Collected data entries:
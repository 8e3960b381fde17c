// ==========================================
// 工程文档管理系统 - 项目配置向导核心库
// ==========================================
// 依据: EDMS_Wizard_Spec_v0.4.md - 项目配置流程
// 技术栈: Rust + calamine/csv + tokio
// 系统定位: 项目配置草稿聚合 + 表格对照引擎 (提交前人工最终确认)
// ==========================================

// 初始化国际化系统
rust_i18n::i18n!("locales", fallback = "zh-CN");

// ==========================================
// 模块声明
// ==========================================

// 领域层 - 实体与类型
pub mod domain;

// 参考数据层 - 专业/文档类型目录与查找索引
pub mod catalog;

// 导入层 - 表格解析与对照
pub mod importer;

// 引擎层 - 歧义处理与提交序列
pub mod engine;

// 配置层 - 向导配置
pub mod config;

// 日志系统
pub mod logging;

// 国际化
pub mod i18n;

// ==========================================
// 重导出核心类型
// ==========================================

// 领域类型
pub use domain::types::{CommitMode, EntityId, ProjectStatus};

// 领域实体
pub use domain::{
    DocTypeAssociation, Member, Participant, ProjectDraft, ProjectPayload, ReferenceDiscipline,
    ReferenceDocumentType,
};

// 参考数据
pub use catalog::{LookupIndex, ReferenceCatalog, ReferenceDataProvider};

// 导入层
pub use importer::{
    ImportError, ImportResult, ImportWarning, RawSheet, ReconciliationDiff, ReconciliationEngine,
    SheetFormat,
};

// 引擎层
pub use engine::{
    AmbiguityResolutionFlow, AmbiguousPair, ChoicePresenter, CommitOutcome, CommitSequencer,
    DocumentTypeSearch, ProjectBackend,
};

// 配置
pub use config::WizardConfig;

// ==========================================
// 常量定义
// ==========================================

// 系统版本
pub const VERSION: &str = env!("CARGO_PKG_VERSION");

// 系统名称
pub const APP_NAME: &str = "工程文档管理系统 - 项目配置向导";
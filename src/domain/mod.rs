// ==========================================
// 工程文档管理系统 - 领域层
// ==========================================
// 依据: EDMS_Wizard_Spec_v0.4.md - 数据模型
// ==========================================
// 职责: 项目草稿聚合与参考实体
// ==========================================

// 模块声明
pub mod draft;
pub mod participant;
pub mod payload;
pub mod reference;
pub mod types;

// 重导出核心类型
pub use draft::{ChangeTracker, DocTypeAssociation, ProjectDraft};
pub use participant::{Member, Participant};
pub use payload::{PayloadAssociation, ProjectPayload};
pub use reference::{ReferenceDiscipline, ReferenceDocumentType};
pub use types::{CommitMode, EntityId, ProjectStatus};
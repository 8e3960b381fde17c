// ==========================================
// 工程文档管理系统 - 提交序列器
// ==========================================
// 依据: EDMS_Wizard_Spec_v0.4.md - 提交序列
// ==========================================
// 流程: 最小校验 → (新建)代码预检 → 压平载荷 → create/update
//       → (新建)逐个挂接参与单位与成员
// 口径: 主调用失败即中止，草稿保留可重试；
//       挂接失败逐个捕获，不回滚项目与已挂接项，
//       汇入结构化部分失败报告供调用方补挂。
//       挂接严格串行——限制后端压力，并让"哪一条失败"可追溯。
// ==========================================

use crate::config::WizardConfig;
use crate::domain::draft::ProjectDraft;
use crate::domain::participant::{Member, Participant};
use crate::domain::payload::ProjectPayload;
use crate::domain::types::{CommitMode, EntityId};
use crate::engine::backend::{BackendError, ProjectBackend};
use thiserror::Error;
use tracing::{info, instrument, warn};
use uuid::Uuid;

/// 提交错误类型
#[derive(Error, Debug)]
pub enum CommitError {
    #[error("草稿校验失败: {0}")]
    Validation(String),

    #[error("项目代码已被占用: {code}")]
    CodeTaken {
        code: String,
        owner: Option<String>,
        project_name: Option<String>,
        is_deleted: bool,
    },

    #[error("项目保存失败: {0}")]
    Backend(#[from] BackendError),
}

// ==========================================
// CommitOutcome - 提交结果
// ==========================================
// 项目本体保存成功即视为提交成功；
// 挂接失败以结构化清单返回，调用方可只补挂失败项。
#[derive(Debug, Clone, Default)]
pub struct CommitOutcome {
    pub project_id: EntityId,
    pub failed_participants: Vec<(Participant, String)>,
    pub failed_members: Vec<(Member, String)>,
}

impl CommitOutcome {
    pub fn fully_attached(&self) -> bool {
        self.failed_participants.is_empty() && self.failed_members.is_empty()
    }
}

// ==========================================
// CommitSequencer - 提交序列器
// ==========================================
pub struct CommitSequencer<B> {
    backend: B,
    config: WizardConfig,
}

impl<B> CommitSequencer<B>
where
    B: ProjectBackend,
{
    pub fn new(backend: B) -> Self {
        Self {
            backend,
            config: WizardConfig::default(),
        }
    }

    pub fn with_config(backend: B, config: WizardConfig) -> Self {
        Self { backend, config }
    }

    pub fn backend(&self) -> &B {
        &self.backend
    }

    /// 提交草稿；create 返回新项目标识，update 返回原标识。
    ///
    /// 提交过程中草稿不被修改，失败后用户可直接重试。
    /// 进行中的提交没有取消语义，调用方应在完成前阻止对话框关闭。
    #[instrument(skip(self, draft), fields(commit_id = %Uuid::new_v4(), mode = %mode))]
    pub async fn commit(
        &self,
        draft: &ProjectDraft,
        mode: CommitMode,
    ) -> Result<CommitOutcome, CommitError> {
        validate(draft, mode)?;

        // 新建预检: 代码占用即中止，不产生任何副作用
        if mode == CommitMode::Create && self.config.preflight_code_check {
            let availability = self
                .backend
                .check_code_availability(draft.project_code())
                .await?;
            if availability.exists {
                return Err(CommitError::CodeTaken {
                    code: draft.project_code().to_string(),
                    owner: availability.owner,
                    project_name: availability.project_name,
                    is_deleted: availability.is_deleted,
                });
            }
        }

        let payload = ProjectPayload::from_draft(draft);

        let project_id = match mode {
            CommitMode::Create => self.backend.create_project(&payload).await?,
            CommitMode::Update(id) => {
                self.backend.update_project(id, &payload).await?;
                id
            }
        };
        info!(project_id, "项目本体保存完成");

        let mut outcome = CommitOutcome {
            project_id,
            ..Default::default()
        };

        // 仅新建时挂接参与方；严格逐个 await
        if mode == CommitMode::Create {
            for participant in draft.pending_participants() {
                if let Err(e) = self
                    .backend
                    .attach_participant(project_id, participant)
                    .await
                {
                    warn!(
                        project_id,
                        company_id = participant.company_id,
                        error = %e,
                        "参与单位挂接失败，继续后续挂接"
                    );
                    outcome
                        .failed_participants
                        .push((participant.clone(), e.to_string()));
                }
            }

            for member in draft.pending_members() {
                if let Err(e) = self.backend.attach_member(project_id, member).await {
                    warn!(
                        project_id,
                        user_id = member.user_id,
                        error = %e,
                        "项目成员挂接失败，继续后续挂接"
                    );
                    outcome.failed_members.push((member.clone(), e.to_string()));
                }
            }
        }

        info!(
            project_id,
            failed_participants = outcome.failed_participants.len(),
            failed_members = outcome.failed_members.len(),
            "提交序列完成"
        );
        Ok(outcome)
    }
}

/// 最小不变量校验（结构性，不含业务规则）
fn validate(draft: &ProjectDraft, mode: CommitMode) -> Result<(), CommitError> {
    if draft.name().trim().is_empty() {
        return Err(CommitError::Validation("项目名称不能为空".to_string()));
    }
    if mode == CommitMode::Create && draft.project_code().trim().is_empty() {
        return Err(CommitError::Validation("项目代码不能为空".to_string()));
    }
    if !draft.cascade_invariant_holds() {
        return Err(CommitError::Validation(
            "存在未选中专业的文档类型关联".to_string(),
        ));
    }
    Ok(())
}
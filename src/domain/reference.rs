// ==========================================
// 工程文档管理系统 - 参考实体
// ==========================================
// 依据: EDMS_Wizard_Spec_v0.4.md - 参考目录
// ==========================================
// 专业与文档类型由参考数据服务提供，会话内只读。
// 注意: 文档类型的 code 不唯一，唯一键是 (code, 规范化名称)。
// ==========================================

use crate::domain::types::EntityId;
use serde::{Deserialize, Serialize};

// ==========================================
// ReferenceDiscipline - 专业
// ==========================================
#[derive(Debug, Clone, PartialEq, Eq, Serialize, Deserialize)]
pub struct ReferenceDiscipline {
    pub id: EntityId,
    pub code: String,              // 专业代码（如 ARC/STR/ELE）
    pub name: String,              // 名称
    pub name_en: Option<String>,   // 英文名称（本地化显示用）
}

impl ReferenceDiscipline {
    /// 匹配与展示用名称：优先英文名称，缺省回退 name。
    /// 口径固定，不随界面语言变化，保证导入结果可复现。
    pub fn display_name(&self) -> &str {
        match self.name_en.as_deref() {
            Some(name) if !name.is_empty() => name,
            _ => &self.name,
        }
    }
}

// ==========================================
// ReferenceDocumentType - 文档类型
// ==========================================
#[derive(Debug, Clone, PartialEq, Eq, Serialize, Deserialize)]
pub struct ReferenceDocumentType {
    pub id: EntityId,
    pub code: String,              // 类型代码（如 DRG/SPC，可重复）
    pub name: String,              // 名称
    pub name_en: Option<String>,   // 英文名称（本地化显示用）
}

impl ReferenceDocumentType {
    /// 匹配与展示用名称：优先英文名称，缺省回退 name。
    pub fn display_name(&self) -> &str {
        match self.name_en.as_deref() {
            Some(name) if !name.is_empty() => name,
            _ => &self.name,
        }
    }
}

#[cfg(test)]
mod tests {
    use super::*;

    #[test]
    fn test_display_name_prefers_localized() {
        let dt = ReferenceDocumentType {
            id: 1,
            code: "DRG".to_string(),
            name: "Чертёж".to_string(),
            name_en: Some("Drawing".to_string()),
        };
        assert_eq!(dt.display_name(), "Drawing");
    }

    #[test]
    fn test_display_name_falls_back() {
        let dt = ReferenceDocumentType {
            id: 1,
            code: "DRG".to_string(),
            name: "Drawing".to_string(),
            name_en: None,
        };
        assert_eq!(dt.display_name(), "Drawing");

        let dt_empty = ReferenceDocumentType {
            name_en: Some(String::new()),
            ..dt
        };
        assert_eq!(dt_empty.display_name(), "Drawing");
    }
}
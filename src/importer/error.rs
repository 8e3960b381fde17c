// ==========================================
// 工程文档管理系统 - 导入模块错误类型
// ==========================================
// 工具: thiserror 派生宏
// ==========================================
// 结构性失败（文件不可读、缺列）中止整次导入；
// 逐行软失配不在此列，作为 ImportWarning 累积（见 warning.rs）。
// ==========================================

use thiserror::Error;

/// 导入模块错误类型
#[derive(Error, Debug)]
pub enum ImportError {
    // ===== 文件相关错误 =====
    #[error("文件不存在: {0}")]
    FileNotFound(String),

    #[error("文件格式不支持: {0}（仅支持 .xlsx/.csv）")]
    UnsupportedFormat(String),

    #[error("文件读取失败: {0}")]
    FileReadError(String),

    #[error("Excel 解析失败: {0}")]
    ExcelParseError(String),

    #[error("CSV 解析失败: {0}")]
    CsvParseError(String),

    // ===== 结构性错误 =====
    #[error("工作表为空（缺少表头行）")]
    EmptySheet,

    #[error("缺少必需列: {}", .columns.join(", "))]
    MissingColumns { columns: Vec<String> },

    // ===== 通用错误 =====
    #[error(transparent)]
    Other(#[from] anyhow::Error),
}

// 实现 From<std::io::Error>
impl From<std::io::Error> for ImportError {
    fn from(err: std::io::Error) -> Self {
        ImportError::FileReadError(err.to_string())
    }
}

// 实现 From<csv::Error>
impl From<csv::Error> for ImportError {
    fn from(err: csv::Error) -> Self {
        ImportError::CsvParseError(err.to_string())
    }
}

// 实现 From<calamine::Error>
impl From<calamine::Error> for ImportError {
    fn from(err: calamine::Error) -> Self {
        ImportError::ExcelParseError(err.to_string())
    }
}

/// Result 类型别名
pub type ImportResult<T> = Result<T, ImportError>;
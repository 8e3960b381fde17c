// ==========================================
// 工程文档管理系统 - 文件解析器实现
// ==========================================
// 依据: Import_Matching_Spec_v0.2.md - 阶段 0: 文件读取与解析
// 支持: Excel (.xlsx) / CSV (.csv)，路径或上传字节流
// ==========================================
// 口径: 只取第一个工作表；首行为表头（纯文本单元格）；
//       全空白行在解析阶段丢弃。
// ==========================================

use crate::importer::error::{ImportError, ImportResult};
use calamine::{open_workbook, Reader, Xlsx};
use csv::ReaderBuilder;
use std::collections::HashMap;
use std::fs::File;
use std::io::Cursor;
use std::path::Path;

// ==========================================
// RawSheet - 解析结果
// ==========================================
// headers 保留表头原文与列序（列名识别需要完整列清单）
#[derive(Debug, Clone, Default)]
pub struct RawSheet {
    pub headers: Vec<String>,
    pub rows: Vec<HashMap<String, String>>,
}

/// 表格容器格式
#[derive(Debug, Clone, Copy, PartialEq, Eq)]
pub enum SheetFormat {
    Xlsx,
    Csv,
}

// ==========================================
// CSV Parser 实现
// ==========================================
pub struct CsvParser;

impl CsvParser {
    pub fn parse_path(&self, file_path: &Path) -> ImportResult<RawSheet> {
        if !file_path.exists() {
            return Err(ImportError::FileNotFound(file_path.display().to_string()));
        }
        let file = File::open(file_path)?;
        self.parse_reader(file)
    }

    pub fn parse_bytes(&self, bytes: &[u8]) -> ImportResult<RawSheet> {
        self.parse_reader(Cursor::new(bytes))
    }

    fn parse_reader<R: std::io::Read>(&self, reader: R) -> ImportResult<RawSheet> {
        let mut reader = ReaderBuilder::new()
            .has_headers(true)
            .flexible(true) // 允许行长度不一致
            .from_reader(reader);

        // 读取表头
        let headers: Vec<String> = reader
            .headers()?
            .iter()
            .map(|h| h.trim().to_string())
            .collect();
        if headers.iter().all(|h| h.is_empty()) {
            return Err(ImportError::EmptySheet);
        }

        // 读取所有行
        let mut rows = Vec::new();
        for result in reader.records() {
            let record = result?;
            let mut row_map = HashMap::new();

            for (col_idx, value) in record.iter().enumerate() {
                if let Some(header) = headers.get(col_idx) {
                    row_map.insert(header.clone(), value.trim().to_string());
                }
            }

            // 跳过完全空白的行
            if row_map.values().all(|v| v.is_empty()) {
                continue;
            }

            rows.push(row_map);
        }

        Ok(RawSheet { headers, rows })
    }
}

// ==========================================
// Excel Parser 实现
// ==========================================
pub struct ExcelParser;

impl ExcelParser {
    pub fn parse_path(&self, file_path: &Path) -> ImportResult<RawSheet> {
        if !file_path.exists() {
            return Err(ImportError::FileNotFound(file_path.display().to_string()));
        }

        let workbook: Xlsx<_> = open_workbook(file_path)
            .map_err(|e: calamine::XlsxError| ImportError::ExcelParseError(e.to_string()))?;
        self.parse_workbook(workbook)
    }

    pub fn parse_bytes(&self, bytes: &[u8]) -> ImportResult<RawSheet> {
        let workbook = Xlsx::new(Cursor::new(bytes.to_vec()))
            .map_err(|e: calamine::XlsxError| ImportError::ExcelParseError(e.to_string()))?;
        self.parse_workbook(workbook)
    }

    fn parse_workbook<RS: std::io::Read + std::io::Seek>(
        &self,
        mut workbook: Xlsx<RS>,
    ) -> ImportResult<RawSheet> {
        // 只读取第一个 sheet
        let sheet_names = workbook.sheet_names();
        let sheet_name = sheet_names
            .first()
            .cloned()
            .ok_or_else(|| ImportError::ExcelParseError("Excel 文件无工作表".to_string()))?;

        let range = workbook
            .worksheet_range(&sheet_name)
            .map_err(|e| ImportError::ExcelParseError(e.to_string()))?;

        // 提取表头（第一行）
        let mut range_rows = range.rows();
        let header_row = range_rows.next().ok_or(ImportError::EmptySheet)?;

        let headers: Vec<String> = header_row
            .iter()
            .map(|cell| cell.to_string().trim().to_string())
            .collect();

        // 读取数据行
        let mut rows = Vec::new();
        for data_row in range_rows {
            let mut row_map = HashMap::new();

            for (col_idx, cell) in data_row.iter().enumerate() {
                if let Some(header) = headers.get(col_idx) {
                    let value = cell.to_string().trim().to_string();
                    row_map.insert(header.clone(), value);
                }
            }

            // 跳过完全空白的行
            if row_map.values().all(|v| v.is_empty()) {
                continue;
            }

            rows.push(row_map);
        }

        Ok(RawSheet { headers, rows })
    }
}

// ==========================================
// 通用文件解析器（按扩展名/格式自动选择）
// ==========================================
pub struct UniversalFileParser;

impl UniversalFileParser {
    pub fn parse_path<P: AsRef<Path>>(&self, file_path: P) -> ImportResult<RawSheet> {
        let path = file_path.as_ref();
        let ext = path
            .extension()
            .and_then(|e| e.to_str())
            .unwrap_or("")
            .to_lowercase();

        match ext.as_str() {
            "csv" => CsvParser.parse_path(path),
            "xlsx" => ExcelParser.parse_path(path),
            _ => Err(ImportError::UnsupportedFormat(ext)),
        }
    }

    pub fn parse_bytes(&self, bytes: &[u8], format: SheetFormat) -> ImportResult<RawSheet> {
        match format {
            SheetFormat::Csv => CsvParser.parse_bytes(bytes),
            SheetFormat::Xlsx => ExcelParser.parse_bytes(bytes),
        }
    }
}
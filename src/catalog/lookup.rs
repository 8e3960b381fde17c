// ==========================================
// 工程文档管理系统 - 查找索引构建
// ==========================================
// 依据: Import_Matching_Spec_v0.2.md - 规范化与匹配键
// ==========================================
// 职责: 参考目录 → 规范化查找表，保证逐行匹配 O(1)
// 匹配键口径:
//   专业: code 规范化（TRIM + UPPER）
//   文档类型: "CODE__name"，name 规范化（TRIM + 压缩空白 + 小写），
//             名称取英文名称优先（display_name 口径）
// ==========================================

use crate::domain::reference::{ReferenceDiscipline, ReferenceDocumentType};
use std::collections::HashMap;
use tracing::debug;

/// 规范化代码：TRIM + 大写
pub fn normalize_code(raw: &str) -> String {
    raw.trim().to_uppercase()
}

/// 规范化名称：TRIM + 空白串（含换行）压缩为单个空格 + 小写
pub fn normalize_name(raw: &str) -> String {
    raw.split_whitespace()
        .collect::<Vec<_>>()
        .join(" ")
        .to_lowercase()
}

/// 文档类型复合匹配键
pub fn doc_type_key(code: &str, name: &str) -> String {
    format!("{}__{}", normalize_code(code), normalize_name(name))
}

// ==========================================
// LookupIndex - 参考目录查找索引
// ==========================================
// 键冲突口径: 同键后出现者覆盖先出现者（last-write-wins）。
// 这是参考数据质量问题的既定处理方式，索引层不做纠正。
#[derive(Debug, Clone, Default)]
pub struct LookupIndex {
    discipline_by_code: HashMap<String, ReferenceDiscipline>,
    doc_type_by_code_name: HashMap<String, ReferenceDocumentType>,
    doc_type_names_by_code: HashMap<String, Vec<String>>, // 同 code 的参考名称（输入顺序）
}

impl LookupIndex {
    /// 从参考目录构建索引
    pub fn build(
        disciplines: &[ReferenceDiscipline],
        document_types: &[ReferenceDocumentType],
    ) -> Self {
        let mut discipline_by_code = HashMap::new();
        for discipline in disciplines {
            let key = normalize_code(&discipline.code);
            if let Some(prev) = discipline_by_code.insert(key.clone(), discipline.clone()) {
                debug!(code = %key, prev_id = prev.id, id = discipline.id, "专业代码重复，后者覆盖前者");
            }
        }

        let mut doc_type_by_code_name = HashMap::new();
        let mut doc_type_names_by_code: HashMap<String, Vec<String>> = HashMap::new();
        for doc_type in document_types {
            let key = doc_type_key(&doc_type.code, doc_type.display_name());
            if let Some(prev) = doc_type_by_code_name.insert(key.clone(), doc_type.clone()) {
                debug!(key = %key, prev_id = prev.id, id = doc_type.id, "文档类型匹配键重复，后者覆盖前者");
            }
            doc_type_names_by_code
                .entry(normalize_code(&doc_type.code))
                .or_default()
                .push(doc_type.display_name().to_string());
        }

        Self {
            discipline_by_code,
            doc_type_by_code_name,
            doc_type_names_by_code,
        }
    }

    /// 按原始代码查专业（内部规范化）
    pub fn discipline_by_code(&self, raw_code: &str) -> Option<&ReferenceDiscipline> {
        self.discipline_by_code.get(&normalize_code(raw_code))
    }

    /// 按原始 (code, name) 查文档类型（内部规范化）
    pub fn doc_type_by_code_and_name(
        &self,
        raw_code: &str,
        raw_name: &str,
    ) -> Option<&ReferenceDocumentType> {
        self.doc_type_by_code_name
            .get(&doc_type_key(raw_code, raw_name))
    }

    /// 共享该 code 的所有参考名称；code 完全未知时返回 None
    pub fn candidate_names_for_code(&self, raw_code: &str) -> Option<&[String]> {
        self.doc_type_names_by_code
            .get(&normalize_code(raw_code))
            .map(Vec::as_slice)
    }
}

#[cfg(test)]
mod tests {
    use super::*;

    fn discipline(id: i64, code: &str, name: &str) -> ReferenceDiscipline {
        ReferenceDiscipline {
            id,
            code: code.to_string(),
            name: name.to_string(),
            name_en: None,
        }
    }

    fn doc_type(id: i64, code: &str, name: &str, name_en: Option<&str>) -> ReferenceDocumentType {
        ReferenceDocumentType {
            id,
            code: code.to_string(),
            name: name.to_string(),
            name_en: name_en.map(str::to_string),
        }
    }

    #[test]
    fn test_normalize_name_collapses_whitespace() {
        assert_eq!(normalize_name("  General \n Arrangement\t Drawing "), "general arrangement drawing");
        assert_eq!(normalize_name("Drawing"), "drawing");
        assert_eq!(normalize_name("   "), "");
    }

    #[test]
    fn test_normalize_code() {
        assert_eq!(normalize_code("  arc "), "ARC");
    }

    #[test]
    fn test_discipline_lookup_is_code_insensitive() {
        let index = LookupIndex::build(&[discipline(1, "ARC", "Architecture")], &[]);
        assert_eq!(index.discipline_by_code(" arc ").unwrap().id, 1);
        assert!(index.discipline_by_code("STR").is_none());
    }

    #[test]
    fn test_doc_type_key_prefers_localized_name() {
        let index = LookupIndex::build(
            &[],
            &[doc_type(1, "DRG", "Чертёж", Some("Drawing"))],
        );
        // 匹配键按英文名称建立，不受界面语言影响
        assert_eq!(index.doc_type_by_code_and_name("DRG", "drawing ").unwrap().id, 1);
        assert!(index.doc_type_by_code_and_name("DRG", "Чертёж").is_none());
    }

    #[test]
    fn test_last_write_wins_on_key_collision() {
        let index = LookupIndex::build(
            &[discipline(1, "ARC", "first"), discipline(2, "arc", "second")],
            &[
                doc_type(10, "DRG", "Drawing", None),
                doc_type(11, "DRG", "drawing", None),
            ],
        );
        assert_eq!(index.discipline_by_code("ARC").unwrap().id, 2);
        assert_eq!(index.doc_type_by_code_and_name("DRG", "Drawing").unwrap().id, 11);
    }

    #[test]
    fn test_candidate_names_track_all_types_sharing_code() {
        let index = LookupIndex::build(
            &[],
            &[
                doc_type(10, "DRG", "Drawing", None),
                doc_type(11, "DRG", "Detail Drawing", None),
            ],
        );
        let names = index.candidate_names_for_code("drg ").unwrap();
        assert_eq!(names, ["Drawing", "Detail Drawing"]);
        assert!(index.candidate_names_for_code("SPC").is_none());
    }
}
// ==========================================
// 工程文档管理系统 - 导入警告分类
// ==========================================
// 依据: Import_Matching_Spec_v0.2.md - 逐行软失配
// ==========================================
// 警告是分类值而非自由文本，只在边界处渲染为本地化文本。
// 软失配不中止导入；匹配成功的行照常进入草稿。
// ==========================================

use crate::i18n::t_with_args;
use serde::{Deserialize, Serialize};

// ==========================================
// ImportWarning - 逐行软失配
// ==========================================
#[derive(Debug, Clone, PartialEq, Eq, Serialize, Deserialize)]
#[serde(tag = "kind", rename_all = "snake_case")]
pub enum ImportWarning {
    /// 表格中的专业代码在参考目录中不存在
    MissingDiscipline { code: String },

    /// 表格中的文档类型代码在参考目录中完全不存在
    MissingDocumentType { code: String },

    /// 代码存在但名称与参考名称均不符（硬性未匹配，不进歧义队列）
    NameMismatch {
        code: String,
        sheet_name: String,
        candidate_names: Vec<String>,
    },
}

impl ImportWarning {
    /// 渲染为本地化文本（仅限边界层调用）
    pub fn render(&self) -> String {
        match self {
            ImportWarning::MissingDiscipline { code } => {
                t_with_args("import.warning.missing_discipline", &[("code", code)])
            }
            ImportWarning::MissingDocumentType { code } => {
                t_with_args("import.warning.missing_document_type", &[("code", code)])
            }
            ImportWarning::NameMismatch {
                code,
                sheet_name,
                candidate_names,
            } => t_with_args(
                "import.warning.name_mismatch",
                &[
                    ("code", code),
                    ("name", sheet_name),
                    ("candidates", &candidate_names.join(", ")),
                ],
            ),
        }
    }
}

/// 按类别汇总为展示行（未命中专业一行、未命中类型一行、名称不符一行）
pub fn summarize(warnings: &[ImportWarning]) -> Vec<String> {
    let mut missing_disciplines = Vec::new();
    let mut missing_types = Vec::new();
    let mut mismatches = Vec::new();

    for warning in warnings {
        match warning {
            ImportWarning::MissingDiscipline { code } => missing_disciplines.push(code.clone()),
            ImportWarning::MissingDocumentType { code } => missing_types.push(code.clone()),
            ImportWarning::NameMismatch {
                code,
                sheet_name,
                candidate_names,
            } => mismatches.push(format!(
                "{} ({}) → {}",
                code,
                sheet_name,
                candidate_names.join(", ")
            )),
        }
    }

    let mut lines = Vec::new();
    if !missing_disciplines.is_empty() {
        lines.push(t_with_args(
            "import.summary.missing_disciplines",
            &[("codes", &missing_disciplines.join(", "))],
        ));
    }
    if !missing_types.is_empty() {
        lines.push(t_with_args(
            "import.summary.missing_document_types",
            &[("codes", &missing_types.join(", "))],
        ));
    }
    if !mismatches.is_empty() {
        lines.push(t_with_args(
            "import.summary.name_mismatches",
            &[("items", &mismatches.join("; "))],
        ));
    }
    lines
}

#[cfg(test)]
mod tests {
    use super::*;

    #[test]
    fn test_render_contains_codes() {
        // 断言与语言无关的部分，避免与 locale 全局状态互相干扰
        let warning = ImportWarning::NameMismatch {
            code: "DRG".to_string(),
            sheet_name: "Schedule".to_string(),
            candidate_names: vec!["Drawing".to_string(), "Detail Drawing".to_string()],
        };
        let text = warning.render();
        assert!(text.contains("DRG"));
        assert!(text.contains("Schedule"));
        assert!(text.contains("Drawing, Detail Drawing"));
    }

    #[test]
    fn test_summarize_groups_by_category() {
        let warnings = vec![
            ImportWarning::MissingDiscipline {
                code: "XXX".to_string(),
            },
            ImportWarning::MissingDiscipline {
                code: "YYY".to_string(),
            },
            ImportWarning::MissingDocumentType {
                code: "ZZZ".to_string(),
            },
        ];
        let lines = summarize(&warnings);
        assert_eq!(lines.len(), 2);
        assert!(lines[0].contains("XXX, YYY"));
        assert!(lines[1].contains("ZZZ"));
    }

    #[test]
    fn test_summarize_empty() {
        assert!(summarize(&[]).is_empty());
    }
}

◆ **Exercise brief**
Please reproduce, exactly as written, the lines of the records from the first line through the one containing "filename src/domain/mod.rs".

◆ **Result below**
repository 8e3960b381fde17c
// ==========================================
// 工程文档管理系统 - 项目配置向导核心库
// ==========================================
// 依据: EDMS_Wizard_Spec_v0.4.md - 项目配置流程
// 技术栈: Rust + calamine/csv + tokio
// 系统定位: 项目配置草稿聚合 + 表格对照引擎 (提交前人工最终确认)
// ==========================================

// 初始化国际化系统
rust_i18n::i18n!("locales", fallback = "zh-CN");

// ==========================================
// 模块声明
// ==========================================

// 领域层 - 实体与类型
pub mod domain;

// 参考数据层 - 专业/文档类型目录与查找索引
pub mod catalog;

// 导入层 - 表格解析与对照
pub mod importer;

// 引擎层 - 歧义处理与提交序列
pub mod engine;

// 配置层 - 向导配置
pub mod config;

// 日志系统
pub mod logging;

// 国际化
pub mod i18n;

// ==========================================
// 重导出核心类型
// ==========================================

// 领域类型
pub use domain::types::{CommitMode, EntityId, ProjectStatus};

// 领域实体
pub use domain::{
    DocTypeAssociation, Member, Participant, ProjectDraft, ProjectPayload, ReferenceDiscipline,
    ReferenceDocumentType,
};

// 参考数据
pub use catalog::{LookupIndex, ReferenceCatalog, ReferenceDataProvider};

// 导入层
pub use importer::{
    ImportError, ImportResult, ImportWarning, RawSheet, ReconciliationDiff, ReconciliationEngine,
    SheetFormat,
};

// 引擎层
pub use engine::{
    AmbiguityResolutionFlow, AmbiguousPair, ChoicePresenter, CommitOutcome, CommitSequencer,
    DocumentTypeSearch, ProjectBackend,
};

// 配置
pub use config::WizardConfig;

// ==========================================
// 常量定义
// ==========================================

// 系统版本
pub const VERSION: &str = env!("CARGO_PKG_VERSION");

// 系统名称
pub const APP_NAME: &str = "工程文档管理系统 - 项目配置向导";
filename src/domain/mod.rs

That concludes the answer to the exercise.